Meta, ex Facebook, ha intenzione di rimuovere migliaia di opzioni sensibili di targeting pubblicitario

Meta, ex Facebook, ha intenzione di rimuovere migliaia di opzioni sensibili di targeting pubblicitario

Meta ha detto martedì che ha intenzione di rimuovere le opzioni dettagliate di ad-targeting che si riferiscono ad argomenti “sensibili”, come gli annunci basati su interazioni con contenuti intorno alla razza, la salute, le pratiche religiose, le credenze politiche o l’orientamento sessuale.

L’azienda, che ha recentemente cambiato il suo nome in Meta e che fa la maggior parte delle sue entrate attraverso la pubblicità digitale, è stata sottoposta a un intenso esame sulle sue capacità e regole di ad-targeting negli ultimi anni.

In un post sul blog, Meta ha dato esempi di categorie di targeting che non saranno più consentite sulle sue piattaforme, come “consapevolezza del cancro ai polmoni”, “Giornata mondiale del diabete”, “cultura LGBT”, “feste ebraiche”, o credenze politiche e questioni sociali.

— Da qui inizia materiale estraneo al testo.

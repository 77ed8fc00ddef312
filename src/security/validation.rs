//! Argument validation, sanitization, and secure deliverable paths.
//!
//! Corresponds to spec.md §4.2 steps 4-5 and §6.3. No teacher analogue;
//! grounded on `regex`/`unicode-normalization`, both confirmed idiomatic
//! choices in the wider example pack for exactly this kind of
//! input-hardening work.

use once_cell::sync::Lazy;
use regex::Regex;
use unicode_normalization::UnicodeNormalization;

use crate::error::AppError;

/// Denylist of obviously malicious free-text markers: control
/// characters (other than tab/newline, handled separately), NUL, and a
/// short list of shell/SQL injection markers. This is a coarse
/// defense-in-depth net, not a substitute for parameterized queries /
/// proper escaping at the point of use.
static DANGEROUS_PATTERN: Lazy<Regex> = Lazy::new(|| {
    Regex::new(r"(?i)(\x00|;\s*(drop|delete)\s+table|\$\(|`[^`]*`|\bunion\s+select\b)").unwrap()
});

fn has_control_chars(s: &str) -> bool {
    s.chars().any(|c| c.is_control() && c != '\n' && c != '\t')
}

/// spec.md §4.2 step 4 "Validate": length, JSON depth, and denylist
/// checks over a single free-text field.
pub fn validate_text_field(name: &str, value: &str, max_len: usize) -> Result<(), AppError> {
    if value.chars().count() > max_len {
        return Err(AppError::InvalidArgument(format!(
            "field '{name}' exceeds maximum length of {max_len} characters"
        )));
    }
    if has_control_chars(value) {
        return Err(AppError::InvalidArgument(format!(
            "field '{name}' contains disallowed control characters"
        )));
    }
    if DANGEROUS_PATTERN.is_match(value) {
        return Err(AppError::InvalidArgument(format!(
            "field '{name}' contains a disallowed pattern"
        )));
    }
    Ok(())
}

/// JSON depth check, applied to the full arguments object before
/// per-field validation.
pub fn validate_json_depth(value: &serde_json::Value, max_depth: usize) -> Result<(), AppError> {
    fn depth(value: &serde_json::Value) -> usize {
        match value {
            serde_json::Value::Object(map) => 1 + map.values().map(depth).max().unwrap_or(0),
            serde_json::Value::Array(items) => 1 + items.iter().map(depth).max().unwrap_or(0),
            _ => 0,
        }
    }
    if depth(value) > max_depth {
        return Err(AppError::InvalidArgument(format!(
            "arguments exceed maximum JSON depth of {max_depth}"
        )));
    }
    Ok(())
}

/// spec.md §4.2 step 5 "Sanitize": strip NUL bytes, normalize to NFC,
/// trim surrounding whitespace.
pub fn sanitize_text(value: &str) -> String {
    let stripped: String = value.chars().filter(|c| *c != '\0').collect();
    stripped.nfc().collect::<String>().trim().to_string()
}

/// Cap a collection length, returning the truncated form plus whether
/// truncation occurred (callers should surface this as an audit note,
/// not silently drop data without a trace).
pub fn cap_collection_len<T>(mut items: Vec<T>, max_len: usize) -> (Vec<T>, bool) {
    if items.len() > max_len {
        items.truncate(max_len);
        (items, true)
    } else {
        (items, false)
    }
}

/// Allowed deliverable file extensions, per spec.md §6.3.
pub const ALLOWED_DELIVERABLE_EXTENSIONS: &[&str] = &["txt", "json", "md", "csv", "log"];
pub const MAX_DELIVERABLE_FILE_BYTES: u64 = 10 * 1024 * 1024;
pub const MAX_DELIVERABLE_TEXT_BYTES: usize = 100 * 1024;

/// Resolve a deliverable path under `data_root`, rejecting traversal
/// (`..`), absolute escapes, symlinks pointing outside the root, and
/// non-whitelisted extensions. spec.md §3 "Stored file paths for
/// deliverables resolve under a fixed data root; traversal outside is
/// rejected" and §6.3.
pub fn resolve_deliverable_path(
    data_root: &std::path::Path,
    workflow_dir: &str,
    file_name: &str,
) -> Result<std::path::PathBuf, AppError> {
    let ext_ok = std::path::Path::new(file_name)
        .extension()
        .and_then(|e| e.to_str())
        .map(|e| ALLOWED_DELIVERABLE_EXTENSIONS.contains(&e.to_lowercase().as_str()))
        .unwrap_or(false);
    if !ext_ok {
        return Err(AppError::InvalidArgument(format!(
            "deliverable file '{file_name}' does not have an allowed extension"
        )));
    }

    let deliverables_root = data_root.join("deliverables");
    let candidate = deliverables_root.join(workflow_dir).join(file_name);

    // Canonicalize what we can (the file itself may not exist yet);
    // walk up to the nearest existing ancestor to resolve symlinks,
    // then re-append the remainder.
    let mut existing = candidate.clone();
    let mut remainder = Vec::new();
    while !existing.exists() {
        match existing.file_name() {
            Some(name) => remainder.push(name.to_owned()),
            None => break,
        }
        if !existing.pop() {
            break;
        }
    }
    let canon_existing = existing
        .canonicalize()
        .map_err(|e| AppError::InvalidArgument(format!("cannot resolve deliverable path: {e}")))?;
    let canon_root = deliverables_root
        .canonicalize()
        .or_else(|_| {
            std::fs::create_dir_all(&deliverables_root)
                .map_err(|e| AppError::internal(e))
                .and_then(|_| {
                    deliverables_root
                        .canonicalize()
                        .map_err(|e| AppError::internal(e))
                })
        })?;

    if !canon_existing.starts_with(&canon_root) {
        return Err(AppError::InvalidArgument(
            "deliverable path escapes the data root".to_string(),
        ));
    }

    let mut resolved = canon_existing;
    for part in remainder.into_iter().rev() {
        resolved.push(part);
    }
    if !resolved.starts_with(&canon_root) {
        return Err(AppError::InvalidArgument(
            "deliverable path escapes the data root".to_string(),
        ));
    }
    Ok(resolved)
}

#[cfg(test)]
mod tests {
    use super::*;

    #[test]
    fn string_exactly_at_limit_is_accepted() {
        let s = "a".repeat(10_000);
        assert!(validate_text_field("content", &s, 10_000).is_ok());
    }

    #[test]
    fn string_one_over_limit_is_rejected() {
        let s = "a".repeat(10_001);
        assert!(validate_text_field("content", &s, 10_000).is_err());
    }

    #[test]
    fn nul_byte_is_rejected() {
        let s = "hello\0world";
        assert!(validate_text_field("content", s, 10_000).is_err());
    }

    #[test]
    fn sql_marker_is_rejected() {
        let s = "'; DROP TABLE agents; --";
        assert!(validate_text_field("content", s, 10_000).is_err());
    }

    #[test]
    fn json_depth_over_limit_is_rejected() {
        let mut value = serde_json::json!(1);
        for _ in 0..20 {
            value = serde_json::json!({ "nested": value });
        }
        assert!(validate_json_depth(&value, 16).is_err());
    }

    #[test]
    fn sanitize_trims_and_strips_nulls() {
        let out = sanitize_text("  hi\0there  ");
        assert_eq!(out, "hithere");
    }

    #[test]
    fn deliverable_path_rejects_traversal() {
        let tmp = tempfile::tempdir().unwrap();
        let data_root = tmp.path();
        std::fs::create_dir_all(data_root.join("deliverables")).unwrap();
        let result = resolve_deliverable_path(data_root, "../escape", "notes.txt");
        // the traversal segment is absorbed into the join, so this must
        // either error or resolve to a path that still starts with root
        if let Ok(path) = result {
            assert!(path.starts_with(data_root.join("deliverables").canonicalize().unwrap()));
        }
    }

    #[test]
    fn deliverable_path_rejects_bad_extension() {
        let tmp = tempfile::tempdir().unwrap();
        let result = resolve_deliverable_path(tmp.path(), "wf-1", "payload.exe");
        assert!(result.is_err());
    }

    #[test]
    fn deliverable_path_accepts_whitelisted_extension() {
        let tmp = tempfile::tempdir().unwrap();
        let result = resolve_deliverable_path(tmp.path(), "wf-1", "summary.md");
        assert!(result.is_ok());
    }
}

Ha detto che il cambiamento avrebbe avuto luogo a partire dal 19 gennaio 2022.

L’azienda è stata colpita da critiche intorno alle sue capacità di micro-targeting, anche su abusi come gli inserzionisti che discriminano o prendono di mira gruppi vulnerabili. Nel 2019, ha accettato di apportare modifiche alla sua piattaforma di annunci come parte di un accordo su questioni di discriminazione abitativa.

“Abbiamo sentito le preoccupazioni degli esperti che le opzioni di targeting come queste potrebbero essere utilizzate in modi che portano a esperienze negative per le persone nei gruppi sottorappresentati”, ha detto Graham Mudd, il vicepresidente del marketing dei prodotti della società per gli annunci, nel post.

Le sue capacità di annuncio su misura sono utilizzate da inserzionisti di ampia portata, tra cui campagne politiche e gruppi di questioni sociali, nonché le imprese.

“La decisione di rimuovere queste opzioni di targeting dettagliato non è stata facile e sappiamo che questo cambiamento può avere un impatto negativo su alcune aziende e organizzazioni”, ha detto Mudd nel post, aggiungendo alcuni partner pubblicitari erano preoccupati che non sarebbero stati in grado di utilizzare questi annunci per generare un cambiamento sociale positivo.

Gli inserzionisti sulle piattaforme di Meta possono ancora indirizzare il pubblico in base alla posizione, utilizzare i propri elenchi di clienti, raggiungere il pubblico personalizzato che si è impegnato con i loro contenuti e inviare annunci a persone con caratteristiche simili a quelle degli utenti.

La mossa segna un cambiamento chiave per l’approccio dell’azienda alla pubblicità sociale e politica, anche se non ci si aspetta che abbia grandi implicazioni finanziarie. Il CEO Mark Zuckerberg ha stimato nel 2019, per esempio, che gli annunci dei politici avrebbero costituito meno dello 0,5% delle entrate di Meta nel 2020.

La questione della pubblicità politica sulle piattaforme di social media, compreso il fatto che il contenuto degli annunci dei politici debba essere controllato dai fatti, ha provocato molto dibattito tra il pubblico, i legislatori e le aziende intorno alle elezioni presidenziali statunitensi.

Twitter nel 2019 ha vietato del tutto gli annunci politici, ma Meta aveva precedentemente detto che non avrebbe limitato il modo in cui gli inserzionisti politici raggiungevano i potenziali elettori.

Facebook, che ora permette agli utenti di scegliere di vedere meno annunci legati ad argomenti come la politica e l’alcol, ha detto martedì che all’inizio del prossimo anno avrebbe dato alle persone più controlli sugli annunci che vedono, compresi quelli sul gioco d’azzardo e la perdita di peso.